The aesthetic theory of evolution that we are proposing also revolves around mating behavior, but it differs from sexual selection. For one thing, sexual selection only explains why secondary sexual characteristics in males (the peacock’s tail, the rooster’s wattle, the unwieldy antlers of the Irish elk) become exaggerated. The peak-shift effect, in contrast, helps to explain extreme traits and behaviors that pertain to all members of a species (both male and female giraffes must identify potential mates, which helps to explain why both genders have long necks).
Because humans (taxonomists included) are diurnal and hence visual creatures, we tend to place a strong emphasis on appearances. But the principle of peak shift can apply as easily to nonvisual signals. For nocturnal critters such as rodents that use smells to find mates and interpret their world, attractions to strong scents could drive evolutionary change. These changes would be hard to see but just as real. If dogs were taxonomists, the evolutionary trees in their textbooks would look very different from ours.
The Gull Chick Principle
Other rules of aesthetics besides peak shift can also be invoked to explain the astonishing diversity of species. One is what we call the “gull chick principle.”
Niko Tinbergen, a pioneering investigator of animal behavior, experimented with herring gulls 50 years ago, but the relevance of his work to evolutionary theory has not been widely appreciated. The adult herring gull has a long, yellow beak with a red spot near the tip. As soon as a chick hatches, it starts pecking at this spot, which triggers the parent to regurgitate food into the chick’s mouth. How does the chick recognize its mother? Tinbergen found that it doesn’t: chicks will peck as intently at a disembodied beak.
Why is a beak sufficient? The purpose of vision is to identify and interpret objects and events while expending the least amount of mental processing power. Through millions of years of evolution, the chick’s brain has acquired the wisdom that this long thing with a red spot always has a mother, not an inquisitive ethologist, attached to it, and it makes an interpretive shortcut.
Tinbergen next found that a beak is not even required. He held out a long, yellow stick with three red stripes on it, and the chicks pecked it—more, in fact, than they would have pecked at a real beak. Tinbergen had stumbled on a superbeak!
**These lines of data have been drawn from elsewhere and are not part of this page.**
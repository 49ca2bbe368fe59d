//! The pipeline's transition table.
//!
//! [`next_phase`] is a pure, total function of the current phase and a small
//! set of guard inputs extracted from the state. The engine applies its
//! result; nothing else moves the pipeline.

use serde::{Deserialize, Serialize};

use super::collaborators::ExecutionStatus;
use super::error::PipelineError;
use super::state::{InvestigationState, Phase, Stage, TerminalStatus};
use crate::analysis::{CombinedResult, Severity};

/// Default number of plan retries before giving up.
pub const DEFAULT_MAX_RETRIES: usize = 5;

/// Default threat score at which triage escalates to deeper analysis.
pub const DEFAULT_THREAT_THRESHOLD: f64 = 7.0;

/// Default confidence below which triage escalates to deeper analysis.
pub const DEFAULT_CONFIDENCE_FLOOR: f64 = 0.8;

/// Thresholds consulted by the guards.
#[derive(Debug, Clone, PartialEq, Serialize, Deserialize)]
pub struct TransitionPolicy {
    pub max_retries: usize,
    pub threat_threshold: f64,
    pub confidence_floor: f64,
    /// A finding at or above this severity also escalates
    pub escalate_on_severity: Option<Severity>,
}

impl Default for TransitionPolicy {
    fn default() -> Self {
        Self {
            max_retries: DEFAULT_MAX_RETRIES,
            threat_threshold: DEFAULT_THREAT_THRESHOLD,
            confidence_floor: DEFAULT_CONFIDENCE_FLOOR,
            escalate_on_severity: None,
        }
    }
}

impl TransitionPolicy {
    /// Length of the longest legal run: every planning attempt plus
    /// execution, triage and deeper analysis.
    pub fn longest_run(&self) -> usize {
        3 * (self.max_retries + 1) + 3
    }
}

/// What triage produced, reduced to what the guard needs.
#[derive(Debug, Clone, Copy, PartialEq)]
pub struct TriageSignal {
    pub threat_score: f64,
    pub confidence: f64,
    pub source_chunk_count: usize,
    pub highest_severity: Option<Severity>,
}

impl From<&CombinedResult> for TriageSignal {
    fn from(combined: &CombinedResult) -> Self {
        Self {
            threat_score: combined.threat_score,
            confidence: combined.confidence,
            source_chunk_count: combined.source_chunk_count,
            highest_severity: combined.highest_severity(),
        }
    }
}

/// Inputs to the guards.
#[derive(Debug, Clone, Default, PartialEq)]
pub struct GuardInputs {
    pub retry_count: usize,
    pub validation_passed: bool,
    pub evaluation_accepted: bool,
    pub execution_status: Option<ExecutionStatus>,
    pub execution_error: Option<String>,
    pub triage: Option<TriageSignal>,
}

impl GuardInputs {
    pub fn from_state(state: &InvestigationState) -> Self {
        Self {
            retry_count: state.retry_count,
            validation_passed: state.validation.as_ref().is_some_and(|v| v.passed),
            evaluation_accepted: state.evaluation.as_ref().is_some_and(|e| e.accepted),
            execution_status: state.execution.as_ref().map(|e| e.status),
            execution_error: state.execution.as_ref().and_then(|e| e.error.clone()),
            triage: state.analysis.as_ref().map(|a| TriageSignal::from(&a.combined)),
        }
    }
}

/// A decided phase change.
#[derive(Debug, Clone, PartialEq)]
pub struct Transition {
    pub to: Phase,
    /// Whether this transition starts another planning attempt
    pub retry: bool,
    /// Error to record alongside the transition
    pub error: Option<PipelineError>,
    pub reason: String,
}

impl Transition {
    fn to(phase: Phase, reason: impl Into<String>) -> Self {
        Self {
            to: phase,
            retry: false,
            error: None,
            reason: reason.into(),
        }
    }

    fn with_error(mut self, error: PipelineError) -> Self {
        self.error = Some(error);
        self
    }

    /// Terminate after a stage could not produce a valid update.
    pub fn fatal(stage: Stage, message: impl Into<String>) -> Self {
        let message = message.into();
        Self::to(
            Phase::Terminated(TerminalStatus::Failed),
            format!("{} stage failed", stage),
        )
        .with_error(PipelineError::StageFatal { stage, message })
    }
}

/// Decide where the pipeline goes from `phase`.
pub fn next_phase(phase: Phase, guards: &GuardInputs, policy: &TransitionPolicy) -> Transition {
    match phase {
        Phase::Planning => Transition::to(Phase::Validating, "plan generated"),
        Phase::Validating => Transition::to(Phase::Evaluating, "plan checked"),
        Phase::Evaluating => after_evaluation(guards, policy),
        Phase::Executing => after_execution(guards),
        Phase::Triaging => after_triage(guards, policy),
        Phase::DeeperAnalyzing => Transition::to(
            Phase::Terminated(TerminalStatus::Complete),
            "deeper analysis finished",
        ),
        Phase::Terminated(status) => Transition::to(Phase::Terminated(status), "already terminated"),
    }
}

fn after_evaluation(guards: &GuardInputs, policy: &TransitionPolicy) -> Transition {
    if guards.validation_passed && guards.evaluation_accepted {
        return Transition::to(Phase::Executing, "plan accepted");
    }

    let why = if guards.validation_passed {
        "plan rejected by evaluator"
    } else {
        "plan failed validation"
    };

    if guards.retry_count >= policy.max_retries {
        return Transition::to(
            Phase::Terminated(TerminalStatus::Partial),
            format!("{}; retries exhausted", why),
        )
        .with_error(PipelineError::MaxRetriesExceeded {
            retries: guards.retry_count,
        });
    }

    Transition {
        retry: true,
        ..Transition::to(
            Phase::Planning,
            format!("{}; replanning ({}/{})", why, guards.retry_count + 1, policy.max_retries),
        )
    }
}

fn after_execution(guards: &GuardInputs) -> Transition {
    match guards.execution_status {
        Some(status) if status.is_usable() => Transition::to(Phase::Triaging, "evidence collected"),
        status => {
            let message = guards.execution_error.clone().unwrap_or_else(|| match status {
                Some(status) => format!("evidence collection ended with status {:?}", status),
                None => "no execution report".to_string(),
            });
            Transition::to(
                Phase::Terminated(TerminalStatus::Failed),
                "no usable evidence",
            )
            .with_error(PipelineError::ExecutionFailure { message })
        }
    }
}

fn after_triage(guards: &GuardInputs, policy: &TransitionPolicy) -> Transition {
    let triage = match guards.triage {
        Some(t) if t.source_chunk_count > 0 => t,
        _ => {
            return Transition::to(
                Phase::Terminated(TerminalStatus::Failed),
                "triage produced no result",
            )
            .with_error(PipelineError::StageFatal {
                stage: Stage::Triage,
                message: "no chunk produced an analysis result".to_string(),
            })
        }
    };

    if triage.threat_score >= policy.threat_threshold {
        return Transition::to(
            Phase::DeeperAnalyzing,
            format!(
                "threat score {:.1} at or above {:.1}",
                triage.threat_score, policy.threat_threshold
            ),
        );
    }
    if triage.confidence < policy.confidence_floor {
        return Transition::to(
            Phase::DeeperAnalyzing,
            format!(
                "confidence {:.2} below {:.2}",
                triage.confidence, policy.confidence_floor
            ),
        );
    }
    if let (Some(found), Some(floor)) = (triage.highest_severity, policy.escalate_on_severity) {
        if found >= floor {
            return Transition::to(
                Phase::DeeperAnalyzing,
                format!("{} severity finding", found),
            );
        }
    }

    Transition::to(
        Phase::Terminated(TerminalStatus::Complete),
        "triage conclusive",
    )
}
Why does this happen? Clearly, there are neural circuits in the visual pathways of the chick’s brain that are specialized to detect the red spot on a beak as soon as the chick hatches. Perhaps the neurons’ receptive field embodies a rule such as “the more red contours the better.” So even though the stick does not look like a beak—maybe not even to the chick—this strange object is more effective than a real beak at activating the bird’s beak-detection system. Hence, we predict that a species of gull will emerge that has two or even three red beak stripes instead of just a bigger red splotch. Another, even more striking example of the gull chick principle is the idiosyncratic preference (demonstrated in the lab) that guppies show for potential mates that have been painted blue—even though in nature guppies are not blue. Again, we anticipate the emergence of a new species: the blue guppy. It’s not often in evolutionary theory that one can make such specific predictions.
The gull chick principle may apply widely, because the visual system of every animal is wired to use specific characteristics to identify others of its species. If a potential mate diverges from the standard in a way that more optimally excites “species-identifying” brain circuits, the genes that promote such supertraits will flood the population. Unlike the peak-shift principle, no obvious parameter is being exaggerated (such as a long neck); the changes in appearance are selected because of idiosyncratic aspects of neural wiring. Even the florid, almost comical, exaggeration of dance rituals in some bird species may be influenced by this principle.